Olitski began making prints in the mid-1950s. He eventually branched out into a variety of media, including woodcut, intaglio, silkscreen, lithograph and monotype.
His rarely exhibited early prints include a suite of self-portraits of the artist as a young man. Olitski returned to the subject of his own image in a monotype created in 2004, which will be shown here for the first time, along with the Plexiglas plate from which it was printed.
The 45 works in “Jules Olitski: An Inside View” reveal the artist’s stylistic evolution through five decades. The lush yet nuanced “Graphics Suites” of the 1970s reflect his groundbreaking work using spray paint and color fields.

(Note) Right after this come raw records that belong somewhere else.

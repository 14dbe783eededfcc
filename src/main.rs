mod api;
mod config;
mod database;
mod middleware;
mod models;
mod services;
mod state;
mod utils;

use actix_cors::Cors;
use actix_web::{middleware::Logger, web, App, HttpServer};
use dotenv::dotenv;
use std::sync::Arc;
use utoipa::OpenApi;
use utoipa_swagger_ui::SwaggerUi;

use crate::config::AppConfig;
use crate::services::{CloudinaryClient, GeminiClient};
use crate::state::AppState;

// Imagens em base64 chegam no corpo JSON
const JSON_BODY_LIMIT: usize = 8 * 1024 * 1024;

fn startup_error(msg: impl std::fmt::Display) -> std::io::Error {
    log::error!("❌ {}", msg);
    std::io::Error::new(std::io::ErrorKind::Other, msg.to_string())
}

#[actix_web::main]
async fn main() -> std::io::Result<()> {
    // Load environment variables
    dotenv().ok();

    // Initialize logger
    env_logger::init_from_env(env_logger::Env::new().default_filter_or("info"));

    let config = AppConfig::from_env().map_err(startup_error)?;

    log::info!("🚀 Starting Voice Assistant Service...");

    // Initialize MongoDB connection
    let db = database::MongoDB::new(&config.database_url)
        .await
        .map_err(|e| startup_error(format!("Failed to connect to MongoDB: {}", e)))?;
    log::info!("✅ MongoDB connected successfully");

    let gemini = GeminiClient::new(&config.gemini).map_err(startup_error)?;
    let cloudinary = CloudinaryClient::new(&config.cloudinary);
    if !cloudinary.is_configured() {
        log::warn!("⚠️  Cloudinary not configured: avatar uploads will fail, preset URLs still work");
    }

    let db_data = web::Data::new(db);
    let auth_data = web::Data::new(config.auth.clone());
    let state_data = web::Data::new(AppState {
        model: Arc::new(gemini),
        uploader: Arc::new(cloudinary),
        max_image_bytes: config.cloudinary.max_image_bytes,
    });

    let host = config.host.clone();
    let port = config.port.clone();
    let cors_origins = config.cors_origins.clone();

    log::info!("🌐 Server starting on {}:{}", host, port);
    log::info!("📚 Swagger UI available at: http://{}:{}/swagger-ui/", host, port);
    log::info!("🔓 CORS origins: {:?}", cors_origins);

    HttpServer::new(move || {
        let cors = cors_origins
            .iter()
            .fold(Cors::default(), |cors, origin| cors.allowed_origin(origin))
            .allowed_methods(vec!["GET", "POST", "OPTIONS"])
            .allowed_headers(vec![
                actix_web::http::header::AUTHORIZATION,
                actix_web::http::header::CONTENT_TYPE,
                actix_web::http::header::ACCEPT,
            ])
            .supports_credentials()
            .max_age(3600);

        let openapi = api::swagger::ApiDoc::openapi();

        App::new()
            .app_data(db_data.clone())
            .app_data(auth_data.clone())
            .app_data(state_data.clone())
            .app_data(web::JsonConfig::default().limit(JSON_BODY_LIMIT))
            .wrap(cors)
            .wrap(middleware::SecurityHeaders)
            .wrap(Logger::default())
            .service(SwaggerUi::new("/swagger-ui/{_:.*}").url("/api-docs/openapi.json", openapi))
            // Health check
            .route("/health", web::get().to(api::health::health_check))
            // Metrics
            .route("/metrics", web::get().to(api::metrics::get_metrics))
            // Auth endpoints
            .service(
                web::scope("/api/auth")
                    .route("/signup", web::post().to(api::auth::sign_up))
                    .route("/signin", web::post().to(api::auth::sign_in))
                    .route("/logout", web::get().to(api::auth::logout)),
            )
            // User + assistant: requires token
            .service(
                web::scope("/api/user")
                    .wrap(middleware::auth::AuthMiddleware)
                    .route("/current", web::get().to(api::user::get_current_user))
                    .route("/update", web::post().to(api::user::update_assistant))
                    .route("/asktoassistant", web::post().to(api::user::ask_to_assistant)),
            )
    })
    .bind(format!("{}:{}", host, port))?
    .run()
    .await
}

The expressive gestures and looping shapes of his silkscreens from the 80s and 90s mirror the bold forays into new visual terrain that characterize his paintings from that era. And two small prints completed by the artist just weeks before his death are both joyous celebrations of life and poignant meditations on mortality.
Organized by Brattleboro Museum & Art Center with the assistance from Knoedler & Company and Lauren Olitski Poster, the exhibition will tour throughout 2009 and 2010 to five other museums and art galleries.
The venues are: University of North Carolina’s Weatherspoon Art Museum, Greensboro, N.C.; George Washington University’s Luther W. Brady Art Gallery, Washington, D.C.; the Butler Institute of American Art, Youngstown, Ohio; the Brandywine Workshop, Philadelphia, Penn.; and the Sage Colleges of Albany’s Opalka Gallery, Albany, N.Y.